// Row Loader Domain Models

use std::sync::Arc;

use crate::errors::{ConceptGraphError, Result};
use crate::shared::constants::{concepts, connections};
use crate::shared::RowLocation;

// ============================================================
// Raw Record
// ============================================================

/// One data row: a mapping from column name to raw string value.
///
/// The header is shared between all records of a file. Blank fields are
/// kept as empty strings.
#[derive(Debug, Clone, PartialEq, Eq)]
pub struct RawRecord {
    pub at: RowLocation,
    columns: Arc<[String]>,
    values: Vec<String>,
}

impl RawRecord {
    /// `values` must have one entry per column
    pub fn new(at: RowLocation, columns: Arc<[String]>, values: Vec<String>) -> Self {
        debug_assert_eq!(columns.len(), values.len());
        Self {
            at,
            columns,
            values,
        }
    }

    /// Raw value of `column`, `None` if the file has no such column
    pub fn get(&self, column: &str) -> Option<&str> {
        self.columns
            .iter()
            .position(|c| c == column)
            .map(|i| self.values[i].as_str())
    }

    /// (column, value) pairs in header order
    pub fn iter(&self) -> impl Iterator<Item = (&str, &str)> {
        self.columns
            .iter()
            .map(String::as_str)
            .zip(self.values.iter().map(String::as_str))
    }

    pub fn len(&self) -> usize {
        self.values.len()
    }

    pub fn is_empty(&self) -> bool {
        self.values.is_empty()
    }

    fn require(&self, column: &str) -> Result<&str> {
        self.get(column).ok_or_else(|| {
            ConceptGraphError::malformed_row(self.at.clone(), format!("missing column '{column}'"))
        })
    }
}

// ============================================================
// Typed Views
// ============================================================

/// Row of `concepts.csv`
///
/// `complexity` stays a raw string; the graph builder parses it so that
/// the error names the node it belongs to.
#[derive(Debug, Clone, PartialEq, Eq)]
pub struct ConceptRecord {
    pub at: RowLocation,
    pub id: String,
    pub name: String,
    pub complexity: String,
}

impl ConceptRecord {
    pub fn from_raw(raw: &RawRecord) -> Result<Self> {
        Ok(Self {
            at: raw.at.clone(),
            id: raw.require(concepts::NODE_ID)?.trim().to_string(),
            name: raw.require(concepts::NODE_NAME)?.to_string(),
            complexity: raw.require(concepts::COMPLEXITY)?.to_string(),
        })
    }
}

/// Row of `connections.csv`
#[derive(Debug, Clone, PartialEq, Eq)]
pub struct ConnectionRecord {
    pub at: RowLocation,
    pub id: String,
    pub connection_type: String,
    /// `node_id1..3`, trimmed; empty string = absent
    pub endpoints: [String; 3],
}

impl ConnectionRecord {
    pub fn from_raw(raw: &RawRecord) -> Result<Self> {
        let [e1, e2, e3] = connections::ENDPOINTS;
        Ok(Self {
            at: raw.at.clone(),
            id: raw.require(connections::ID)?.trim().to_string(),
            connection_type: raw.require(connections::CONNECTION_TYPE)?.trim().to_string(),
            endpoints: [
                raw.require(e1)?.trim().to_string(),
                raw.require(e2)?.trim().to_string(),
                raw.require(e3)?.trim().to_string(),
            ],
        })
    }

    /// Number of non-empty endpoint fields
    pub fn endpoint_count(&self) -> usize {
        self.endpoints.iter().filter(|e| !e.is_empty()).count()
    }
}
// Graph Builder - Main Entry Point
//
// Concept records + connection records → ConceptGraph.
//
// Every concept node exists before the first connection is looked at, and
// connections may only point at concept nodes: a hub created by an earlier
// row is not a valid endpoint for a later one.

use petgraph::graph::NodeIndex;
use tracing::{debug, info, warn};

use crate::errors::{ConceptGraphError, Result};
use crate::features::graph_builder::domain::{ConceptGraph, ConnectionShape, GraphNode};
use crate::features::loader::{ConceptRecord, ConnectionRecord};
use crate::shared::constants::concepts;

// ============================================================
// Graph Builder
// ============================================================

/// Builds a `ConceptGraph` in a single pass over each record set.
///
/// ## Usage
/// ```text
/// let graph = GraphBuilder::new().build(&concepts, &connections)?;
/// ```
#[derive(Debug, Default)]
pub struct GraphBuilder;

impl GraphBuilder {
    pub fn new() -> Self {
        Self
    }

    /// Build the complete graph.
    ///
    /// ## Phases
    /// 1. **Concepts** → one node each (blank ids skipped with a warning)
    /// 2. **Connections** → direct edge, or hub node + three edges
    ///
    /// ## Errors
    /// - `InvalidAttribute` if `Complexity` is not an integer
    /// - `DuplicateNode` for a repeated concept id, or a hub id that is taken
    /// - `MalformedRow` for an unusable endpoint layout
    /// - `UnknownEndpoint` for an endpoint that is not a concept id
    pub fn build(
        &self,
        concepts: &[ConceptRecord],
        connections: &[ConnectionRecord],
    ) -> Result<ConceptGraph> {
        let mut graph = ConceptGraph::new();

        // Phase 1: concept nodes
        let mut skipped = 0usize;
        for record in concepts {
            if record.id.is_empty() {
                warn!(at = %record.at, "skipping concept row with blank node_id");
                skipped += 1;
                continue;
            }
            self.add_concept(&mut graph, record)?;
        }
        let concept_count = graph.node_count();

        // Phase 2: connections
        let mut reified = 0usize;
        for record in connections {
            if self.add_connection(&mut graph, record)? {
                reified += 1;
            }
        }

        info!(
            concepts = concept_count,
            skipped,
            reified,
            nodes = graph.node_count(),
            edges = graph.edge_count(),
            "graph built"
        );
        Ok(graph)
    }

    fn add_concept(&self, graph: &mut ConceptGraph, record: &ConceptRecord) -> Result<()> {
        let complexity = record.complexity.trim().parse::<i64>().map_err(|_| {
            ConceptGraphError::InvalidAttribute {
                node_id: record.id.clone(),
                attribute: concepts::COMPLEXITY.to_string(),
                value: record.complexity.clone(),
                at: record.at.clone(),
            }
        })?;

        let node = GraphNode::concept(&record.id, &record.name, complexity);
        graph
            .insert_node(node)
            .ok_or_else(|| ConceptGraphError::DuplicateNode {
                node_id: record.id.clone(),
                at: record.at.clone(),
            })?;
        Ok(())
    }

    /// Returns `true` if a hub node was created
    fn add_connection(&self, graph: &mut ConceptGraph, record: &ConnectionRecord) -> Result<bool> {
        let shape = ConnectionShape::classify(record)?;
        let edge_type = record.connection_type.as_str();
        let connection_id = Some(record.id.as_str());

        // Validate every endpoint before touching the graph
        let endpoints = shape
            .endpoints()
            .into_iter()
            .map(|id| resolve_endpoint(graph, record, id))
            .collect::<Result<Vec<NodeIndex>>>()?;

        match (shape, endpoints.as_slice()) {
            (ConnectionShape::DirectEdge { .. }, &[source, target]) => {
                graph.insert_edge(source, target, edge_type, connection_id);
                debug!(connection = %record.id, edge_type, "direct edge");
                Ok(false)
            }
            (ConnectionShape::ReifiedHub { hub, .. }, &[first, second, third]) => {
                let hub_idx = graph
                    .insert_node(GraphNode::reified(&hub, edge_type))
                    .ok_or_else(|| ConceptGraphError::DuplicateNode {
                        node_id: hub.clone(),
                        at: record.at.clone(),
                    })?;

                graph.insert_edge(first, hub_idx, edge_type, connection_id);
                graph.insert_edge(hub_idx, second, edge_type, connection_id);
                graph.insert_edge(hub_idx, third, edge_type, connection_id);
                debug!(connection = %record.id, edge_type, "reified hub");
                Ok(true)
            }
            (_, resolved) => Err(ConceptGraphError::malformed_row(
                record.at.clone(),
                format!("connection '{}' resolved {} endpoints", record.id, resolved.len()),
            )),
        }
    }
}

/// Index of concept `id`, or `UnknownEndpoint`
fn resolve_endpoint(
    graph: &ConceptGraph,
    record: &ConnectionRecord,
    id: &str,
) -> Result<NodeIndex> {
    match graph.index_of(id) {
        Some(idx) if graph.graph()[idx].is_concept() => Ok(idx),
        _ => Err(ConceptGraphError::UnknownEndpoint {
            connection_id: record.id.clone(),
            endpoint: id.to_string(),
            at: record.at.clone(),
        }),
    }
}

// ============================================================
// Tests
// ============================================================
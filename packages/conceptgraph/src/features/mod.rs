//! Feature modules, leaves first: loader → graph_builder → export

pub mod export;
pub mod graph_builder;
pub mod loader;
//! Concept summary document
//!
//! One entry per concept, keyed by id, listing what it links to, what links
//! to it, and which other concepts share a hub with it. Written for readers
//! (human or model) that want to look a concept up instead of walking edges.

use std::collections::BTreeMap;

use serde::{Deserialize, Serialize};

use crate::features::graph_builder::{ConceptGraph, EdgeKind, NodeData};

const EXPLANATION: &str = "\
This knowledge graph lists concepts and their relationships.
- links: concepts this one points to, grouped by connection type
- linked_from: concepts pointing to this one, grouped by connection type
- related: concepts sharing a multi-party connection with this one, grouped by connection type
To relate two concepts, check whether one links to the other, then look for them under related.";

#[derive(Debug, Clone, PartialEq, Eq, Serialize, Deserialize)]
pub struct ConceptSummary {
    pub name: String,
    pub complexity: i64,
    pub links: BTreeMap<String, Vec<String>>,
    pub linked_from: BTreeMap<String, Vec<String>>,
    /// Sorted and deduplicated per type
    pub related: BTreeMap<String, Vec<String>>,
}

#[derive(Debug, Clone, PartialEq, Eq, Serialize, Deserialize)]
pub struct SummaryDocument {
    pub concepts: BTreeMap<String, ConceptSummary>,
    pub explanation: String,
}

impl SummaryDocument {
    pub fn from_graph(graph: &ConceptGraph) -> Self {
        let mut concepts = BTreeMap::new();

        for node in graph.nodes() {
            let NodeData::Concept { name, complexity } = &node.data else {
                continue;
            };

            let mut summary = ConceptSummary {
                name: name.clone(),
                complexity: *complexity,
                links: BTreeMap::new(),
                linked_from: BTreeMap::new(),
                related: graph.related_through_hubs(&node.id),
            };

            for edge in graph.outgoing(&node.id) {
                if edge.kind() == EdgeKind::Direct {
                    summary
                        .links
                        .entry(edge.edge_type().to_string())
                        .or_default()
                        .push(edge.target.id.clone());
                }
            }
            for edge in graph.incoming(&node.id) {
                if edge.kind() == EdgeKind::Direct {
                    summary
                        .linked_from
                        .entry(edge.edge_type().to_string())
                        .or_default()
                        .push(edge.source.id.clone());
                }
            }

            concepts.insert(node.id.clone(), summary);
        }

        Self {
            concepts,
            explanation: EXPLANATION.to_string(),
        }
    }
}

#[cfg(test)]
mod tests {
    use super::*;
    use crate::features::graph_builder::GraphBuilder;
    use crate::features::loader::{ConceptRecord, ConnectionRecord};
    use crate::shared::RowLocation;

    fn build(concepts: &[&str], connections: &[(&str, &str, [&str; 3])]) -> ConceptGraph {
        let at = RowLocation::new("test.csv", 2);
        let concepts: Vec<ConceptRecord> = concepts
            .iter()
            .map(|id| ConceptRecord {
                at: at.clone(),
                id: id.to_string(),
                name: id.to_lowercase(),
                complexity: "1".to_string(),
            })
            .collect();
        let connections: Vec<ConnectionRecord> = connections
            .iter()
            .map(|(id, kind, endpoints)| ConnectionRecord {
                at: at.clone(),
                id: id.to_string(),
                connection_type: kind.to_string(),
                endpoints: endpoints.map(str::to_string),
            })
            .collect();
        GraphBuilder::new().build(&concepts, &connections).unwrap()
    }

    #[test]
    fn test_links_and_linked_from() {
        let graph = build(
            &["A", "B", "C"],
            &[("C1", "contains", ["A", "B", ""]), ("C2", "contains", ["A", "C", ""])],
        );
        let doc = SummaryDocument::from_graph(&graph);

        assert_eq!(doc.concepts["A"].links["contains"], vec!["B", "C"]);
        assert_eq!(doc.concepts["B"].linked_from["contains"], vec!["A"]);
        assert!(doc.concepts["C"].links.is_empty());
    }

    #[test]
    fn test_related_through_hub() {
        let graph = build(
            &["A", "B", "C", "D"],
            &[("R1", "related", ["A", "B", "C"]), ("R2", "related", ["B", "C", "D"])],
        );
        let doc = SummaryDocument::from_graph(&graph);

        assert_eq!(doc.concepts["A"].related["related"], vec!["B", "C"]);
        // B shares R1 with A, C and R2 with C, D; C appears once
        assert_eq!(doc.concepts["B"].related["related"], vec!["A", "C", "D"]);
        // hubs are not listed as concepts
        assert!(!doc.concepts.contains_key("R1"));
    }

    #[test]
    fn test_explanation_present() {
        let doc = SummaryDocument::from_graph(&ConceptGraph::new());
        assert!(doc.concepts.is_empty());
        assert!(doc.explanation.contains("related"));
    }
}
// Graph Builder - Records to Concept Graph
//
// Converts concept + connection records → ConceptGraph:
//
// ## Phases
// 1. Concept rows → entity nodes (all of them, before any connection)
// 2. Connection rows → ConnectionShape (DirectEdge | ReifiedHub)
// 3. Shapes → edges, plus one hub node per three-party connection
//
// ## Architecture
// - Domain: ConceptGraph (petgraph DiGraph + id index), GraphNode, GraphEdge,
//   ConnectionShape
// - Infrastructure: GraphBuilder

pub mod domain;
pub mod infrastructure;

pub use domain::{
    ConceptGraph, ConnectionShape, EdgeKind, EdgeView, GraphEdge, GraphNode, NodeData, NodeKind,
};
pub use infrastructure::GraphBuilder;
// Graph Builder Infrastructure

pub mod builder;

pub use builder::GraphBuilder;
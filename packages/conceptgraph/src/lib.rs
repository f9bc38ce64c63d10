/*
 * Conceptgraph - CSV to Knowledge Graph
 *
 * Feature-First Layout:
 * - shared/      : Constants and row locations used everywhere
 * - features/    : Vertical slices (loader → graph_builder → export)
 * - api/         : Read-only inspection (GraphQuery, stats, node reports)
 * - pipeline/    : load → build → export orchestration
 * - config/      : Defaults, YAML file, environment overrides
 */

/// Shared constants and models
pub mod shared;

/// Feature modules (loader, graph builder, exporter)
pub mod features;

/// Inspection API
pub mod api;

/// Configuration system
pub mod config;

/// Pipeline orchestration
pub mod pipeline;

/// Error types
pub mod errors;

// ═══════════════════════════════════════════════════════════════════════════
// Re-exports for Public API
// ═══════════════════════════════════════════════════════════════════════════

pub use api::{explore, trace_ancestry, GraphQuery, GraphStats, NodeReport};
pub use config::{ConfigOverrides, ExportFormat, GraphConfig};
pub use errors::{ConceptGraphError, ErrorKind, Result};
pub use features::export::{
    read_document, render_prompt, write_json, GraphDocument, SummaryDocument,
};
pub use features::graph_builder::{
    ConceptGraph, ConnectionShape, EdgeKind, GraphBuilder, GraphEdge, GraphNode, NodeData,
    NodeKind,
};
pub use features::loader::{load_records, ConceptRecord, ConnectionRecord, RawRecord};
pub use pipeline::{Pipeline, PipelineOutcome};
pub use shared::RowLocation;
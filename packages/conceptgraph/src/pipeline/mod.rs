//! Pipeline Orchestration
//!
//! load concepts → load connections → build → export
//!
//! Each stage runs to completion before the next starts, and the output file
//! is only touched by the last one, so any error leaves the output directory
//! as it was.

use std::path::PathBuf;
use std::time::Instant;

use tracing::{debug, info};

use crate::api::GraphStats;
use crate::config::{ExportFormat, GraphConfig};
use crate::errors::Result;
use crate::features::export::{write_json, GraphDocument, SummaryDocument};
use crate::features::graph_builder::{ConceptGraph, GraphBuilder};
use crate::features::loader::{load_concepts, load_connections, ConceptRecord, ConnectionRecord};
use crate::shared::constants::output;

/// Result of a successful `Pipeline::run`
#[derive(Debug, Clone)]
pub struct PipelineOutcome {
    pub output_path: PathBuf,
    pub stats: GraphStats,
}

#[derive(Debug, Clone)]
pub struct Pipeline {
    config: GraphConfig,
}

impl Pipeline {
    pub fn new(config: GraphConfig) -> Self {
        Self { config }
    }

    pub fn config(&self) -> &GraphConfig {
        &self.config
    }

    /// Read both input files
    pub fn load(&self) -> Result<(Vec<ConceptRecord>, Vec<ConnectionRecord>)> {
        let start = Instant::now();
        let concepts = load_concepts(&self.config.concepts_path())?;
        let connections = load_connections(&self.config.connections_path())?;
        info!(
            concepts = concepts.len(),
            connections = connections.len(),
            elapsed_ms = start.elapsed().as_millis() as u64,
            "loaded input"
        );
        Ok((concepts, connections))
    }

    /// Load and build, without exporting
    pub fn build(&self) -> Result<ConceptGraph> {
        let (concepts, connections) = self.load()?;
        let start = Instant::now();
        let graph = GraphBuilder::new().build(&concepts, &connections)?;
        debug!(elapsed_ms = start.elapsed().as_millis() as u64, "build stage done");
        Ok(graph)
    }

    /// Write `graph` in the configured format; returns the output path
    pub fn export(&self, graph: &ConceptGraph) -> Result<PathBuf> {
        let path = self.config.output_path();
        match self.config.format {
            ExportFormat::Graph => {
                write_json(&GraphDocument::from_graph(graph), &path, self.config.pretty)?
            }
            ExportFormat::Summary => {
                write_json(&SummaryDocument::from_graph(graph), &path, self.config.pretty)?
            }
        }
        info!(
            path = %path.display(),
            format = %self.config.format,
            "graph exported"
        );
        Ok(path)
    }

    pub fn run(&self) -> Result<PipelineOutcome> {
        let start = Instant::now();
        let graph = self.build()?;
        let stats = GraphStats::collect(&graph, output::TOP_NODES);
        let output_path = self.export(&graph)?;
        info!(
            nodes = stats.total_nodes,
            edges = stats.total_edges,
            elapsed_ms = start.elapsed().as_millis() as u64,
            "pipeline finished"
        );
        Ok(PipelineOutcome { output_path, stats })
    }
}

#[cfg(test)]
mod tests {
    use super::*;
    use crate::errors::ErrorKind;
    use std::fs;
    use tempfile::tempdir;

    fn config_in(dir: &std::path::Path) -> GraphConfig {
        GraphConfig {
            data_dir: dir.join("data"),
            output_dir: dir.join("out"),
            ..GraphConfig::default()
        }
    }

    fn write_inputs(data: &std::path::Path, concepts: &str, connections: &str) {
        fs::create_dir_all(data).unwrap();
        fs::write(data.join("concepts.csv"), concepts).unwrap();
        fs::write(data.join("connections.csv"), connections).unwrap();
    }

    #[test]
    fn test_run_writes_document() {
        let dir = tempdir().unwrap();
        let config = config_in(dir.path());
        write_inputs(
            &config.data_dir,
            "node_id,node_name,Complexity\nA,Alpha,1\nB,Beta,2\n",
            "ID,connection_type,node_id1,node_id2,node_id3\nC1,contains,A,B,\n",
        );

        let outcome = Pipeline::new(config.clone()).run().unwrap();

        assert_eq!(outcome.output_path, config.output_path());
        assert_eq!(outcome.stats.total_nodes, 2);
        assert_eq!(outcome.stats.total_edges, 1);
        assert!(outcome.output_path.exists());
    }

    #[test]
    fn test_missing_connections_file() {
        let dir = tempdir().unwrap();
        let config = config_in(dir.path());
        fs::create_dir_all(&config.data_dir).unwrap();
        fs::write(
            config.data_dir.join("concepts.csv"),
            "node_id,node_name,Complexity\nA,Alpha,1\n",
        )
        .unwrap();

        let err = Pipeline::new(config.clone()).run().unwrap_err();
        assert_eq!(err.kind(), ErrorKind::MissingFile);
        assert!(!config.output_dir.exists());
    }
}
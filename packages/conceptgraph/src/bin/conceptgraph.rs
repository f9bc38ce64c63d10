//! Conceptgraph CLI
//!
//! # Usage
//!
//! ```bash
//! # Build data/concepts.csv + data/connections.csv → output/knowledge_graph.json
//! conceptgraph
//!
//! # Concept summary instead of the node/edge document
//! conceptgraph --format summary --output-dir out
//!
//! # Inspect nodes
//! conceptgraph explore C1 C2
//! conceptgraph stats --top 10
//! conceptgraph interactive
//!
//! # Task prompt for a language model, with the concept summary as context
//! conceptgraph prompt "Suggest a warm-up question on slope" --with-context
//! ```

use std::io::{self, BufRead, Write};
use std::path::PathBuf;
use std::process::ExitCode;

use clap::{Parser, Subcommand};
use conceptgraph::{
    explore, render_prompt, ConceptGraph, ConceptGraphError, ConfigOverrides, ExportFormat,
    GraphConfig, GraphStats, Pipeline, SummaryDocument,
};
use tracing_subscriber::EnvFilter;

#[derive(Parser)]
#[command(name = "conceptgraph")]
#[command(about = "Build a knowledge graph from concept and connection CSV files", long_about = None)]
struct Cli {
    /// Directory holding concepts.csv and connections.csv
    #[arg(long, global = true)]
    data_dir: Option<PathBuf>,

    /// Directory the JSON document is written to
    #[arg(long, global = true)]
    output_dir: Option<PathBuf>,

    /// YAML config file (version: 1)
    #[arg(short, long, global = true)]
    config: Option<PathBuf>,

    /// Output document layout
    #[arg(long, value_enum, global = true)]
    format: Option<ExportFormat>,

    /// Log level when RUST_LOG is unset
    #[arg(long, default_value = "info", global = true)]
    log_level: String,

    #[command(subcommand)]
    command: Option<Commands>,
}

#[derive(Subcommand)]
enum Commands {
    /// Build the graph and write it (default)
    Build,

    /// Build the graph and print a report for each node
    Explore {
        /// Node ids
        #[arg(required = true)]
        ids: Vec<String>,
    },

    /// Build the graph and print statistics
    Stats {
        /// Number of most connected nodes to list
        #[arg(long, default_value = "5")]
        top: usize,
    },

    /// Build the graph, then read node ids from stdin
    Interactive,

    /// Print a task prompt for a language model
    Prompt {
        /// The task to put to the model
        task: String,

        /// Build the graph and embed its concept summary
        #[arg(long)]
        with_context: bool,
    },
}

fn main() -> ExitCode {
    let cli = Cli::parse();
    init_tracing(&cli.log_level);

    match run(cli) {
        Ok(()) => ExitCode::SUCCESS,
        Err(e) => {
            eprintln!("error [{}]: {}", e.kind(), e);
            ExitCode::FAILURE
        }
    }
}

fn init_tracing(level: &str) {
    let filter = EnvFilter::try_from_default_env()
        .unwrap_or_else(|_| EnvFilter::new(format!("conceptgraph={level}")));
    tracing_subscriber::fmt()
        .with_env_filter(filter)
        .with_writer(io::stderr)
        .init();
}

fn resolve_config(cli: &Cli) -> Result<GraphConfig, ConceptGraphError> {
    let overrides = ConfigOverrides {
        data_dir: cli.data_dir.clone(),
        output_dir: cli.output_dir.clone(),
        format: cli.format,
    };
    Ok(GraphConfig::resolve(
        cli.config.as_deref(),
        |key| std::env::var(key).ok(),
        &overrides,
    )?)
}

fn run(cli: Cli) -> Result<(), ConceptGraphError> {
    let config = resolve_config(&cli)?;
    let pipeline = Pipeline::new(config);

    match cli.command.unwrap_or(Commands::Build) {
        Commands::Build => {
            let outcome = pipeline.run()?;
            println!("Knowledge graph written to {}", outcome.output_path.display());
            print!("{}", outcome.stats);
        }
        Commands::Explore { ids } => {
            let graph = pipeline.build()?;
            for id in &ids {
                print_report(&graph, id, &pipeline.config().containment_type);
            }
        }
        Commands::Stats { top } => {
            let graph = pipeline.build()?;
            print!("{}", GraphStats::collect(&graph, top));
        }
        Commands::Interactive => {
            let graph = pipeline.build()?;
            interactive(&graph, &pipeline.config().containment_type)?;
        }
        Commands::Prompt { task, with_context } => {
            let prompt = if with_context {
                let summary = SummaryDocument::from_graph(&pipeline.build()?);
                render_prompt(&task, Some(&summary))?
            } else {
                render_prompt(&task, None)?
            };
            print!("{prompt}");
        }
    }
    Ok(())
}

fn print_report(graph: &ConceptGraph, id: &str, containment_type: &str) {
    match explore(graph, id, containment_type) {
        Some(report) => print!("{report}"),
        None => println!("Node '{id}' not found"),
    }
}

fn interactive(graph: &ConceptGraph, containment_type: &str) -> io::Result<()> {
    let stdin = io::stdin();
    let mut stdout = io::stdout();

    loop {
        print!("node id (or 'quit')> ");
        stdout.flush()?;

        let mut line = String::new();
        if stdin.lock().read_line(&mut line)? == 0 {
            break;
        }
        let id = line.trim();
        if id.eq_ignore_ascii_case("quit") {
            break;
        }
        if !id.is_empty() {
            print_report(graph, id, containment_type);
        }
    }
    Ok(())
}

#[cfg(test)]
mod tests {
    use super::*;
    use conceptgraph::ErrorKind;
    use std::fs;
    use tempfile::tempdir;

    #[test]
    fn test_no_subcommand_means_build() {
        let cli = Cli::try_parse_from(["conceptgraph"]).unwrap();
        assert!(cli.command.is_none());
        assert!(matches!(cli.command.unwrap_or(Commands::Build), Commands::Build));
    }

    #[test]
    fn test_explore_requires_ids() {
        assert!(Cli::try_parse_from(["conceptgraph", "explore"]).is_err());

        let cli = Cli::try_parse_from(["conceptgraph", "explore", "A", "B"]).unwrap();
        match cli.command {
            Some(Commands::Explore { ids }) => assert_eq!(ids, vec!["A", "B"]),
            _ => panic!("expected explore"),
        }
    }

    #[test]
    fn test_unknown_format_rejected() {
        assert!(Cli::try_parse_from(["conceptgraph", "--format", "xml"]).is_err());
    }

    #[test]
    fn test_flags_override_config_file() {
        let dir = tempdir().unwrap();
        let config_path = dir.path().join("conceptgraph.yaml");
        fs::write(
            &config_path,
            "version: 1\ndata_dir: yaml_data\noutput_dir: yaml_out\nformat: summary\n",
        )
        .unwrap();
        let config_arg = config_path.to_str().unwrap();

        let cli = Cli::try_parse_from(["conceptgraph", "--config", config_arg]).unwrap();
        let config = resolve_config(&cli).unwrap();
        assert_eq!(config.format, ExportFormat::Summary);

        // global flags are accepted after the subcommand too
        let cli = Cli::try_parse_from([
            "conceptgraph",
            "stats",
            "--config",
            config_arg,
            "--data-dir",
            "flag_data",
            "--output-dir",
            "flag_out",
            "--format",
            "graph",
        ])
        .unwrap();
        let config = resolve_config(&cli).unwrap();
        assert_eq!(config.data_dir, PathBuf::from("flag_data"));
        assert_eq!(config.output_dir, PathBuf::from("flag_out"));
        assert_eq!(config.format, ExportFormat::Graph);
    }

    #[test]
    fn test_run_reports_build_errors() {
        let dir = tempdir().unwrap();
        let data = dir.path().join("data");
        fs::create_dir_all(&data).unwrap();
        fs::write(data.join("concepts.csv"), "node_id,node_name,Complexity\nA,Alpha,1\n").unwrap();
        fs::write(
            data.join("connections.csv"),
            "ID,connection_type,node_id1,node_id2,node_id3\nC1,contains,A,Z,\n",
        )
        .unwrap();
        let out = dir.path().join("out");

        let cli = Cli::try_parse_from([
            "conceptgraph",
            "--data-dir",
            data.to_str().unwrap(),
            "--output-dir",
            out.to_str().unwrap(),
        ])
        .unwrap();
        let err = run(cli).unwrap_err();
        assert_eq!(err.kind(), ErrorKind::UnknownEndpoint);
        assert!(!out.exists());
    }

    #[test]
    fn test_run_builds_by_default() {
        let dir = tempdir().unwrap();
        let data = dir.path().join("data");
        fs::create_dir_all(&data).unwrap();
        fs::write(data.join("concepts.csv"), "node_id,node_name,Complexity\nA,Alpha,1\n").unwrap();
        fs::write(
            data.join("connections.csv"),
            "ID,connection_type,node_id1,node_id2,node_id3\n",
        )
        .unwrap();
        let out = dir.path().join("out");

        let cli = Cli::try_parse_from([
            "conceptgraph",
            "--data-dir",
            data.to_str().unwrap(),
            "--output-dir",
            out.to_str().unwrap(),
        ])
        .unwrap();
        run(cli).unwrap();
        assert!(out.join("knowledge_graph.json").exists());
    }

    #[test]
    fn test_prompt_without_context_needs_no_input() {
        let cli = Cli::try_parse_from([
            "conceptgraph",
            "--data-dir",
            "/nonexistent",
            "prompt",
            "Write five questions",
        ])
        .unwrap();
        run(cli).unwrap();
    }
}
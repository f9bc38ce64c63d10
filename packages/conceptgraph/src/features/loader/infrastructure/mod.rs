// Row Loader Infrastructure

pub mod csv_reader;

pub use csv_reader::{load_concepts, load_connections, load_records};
----------
From the data above, output only the lines between the line containing "with a warning)" and the line containing "fn add_concept(&self, graph: &mut", inclusive, exactly as written.

ANSWER TO THIS EXERCISE:
    /// 1. **Concepts** → one node each (blank ids skipped with a warning)
    /// 2. **Connections** → direct edge, or hub node + three edges
    ///
    /// ## Errors
    /// - `InvalidAttribute` if `Complexity` is not an integer
    /// - `DuplicateNode` for a repeated concept id, or a hub id that is taken
    /// - `MalformedRow` for an unusable endpoint layout
    /// - `UnknownEndpoint` for an endpoint that is not a concept id
    pub fn build(
        &self,
        concepts: &[ConceptRecord],
        connections: &[ConnectionRecord],
    ) -> Result<ConceptGraph> {
        let mut graph = ConceptGraph::new();

        // Phase 1: concept nodes
        let mut skipped = 0usize;
        for record in concepts {
            if record.id.is_empty() {
                warn!(at = %record.at, "skipping concept row with blank node_id");
                skipped += 1;
                continue;
            }
            self.add_concept(&mut graph, record)?;
        }
        let concept_count = graph.node_count();

        // Phase 2: connections
        let mut reified = 0usize;
        for record in connections {
            if self.add_connection(&mut graph, record)? {
                reified += 1;
            }
        }

        info!(
            concepts = concept_count,
            skipped,
            reified,
            nodes = graph.node_count(),
            edges = graph.edge_count(),
            "graph built"
        );
        Ok(graph)
    }

    fn add_concept(&self, graph: &mut ConceptGraph, record: &ConceptRecord) -> Result<()> {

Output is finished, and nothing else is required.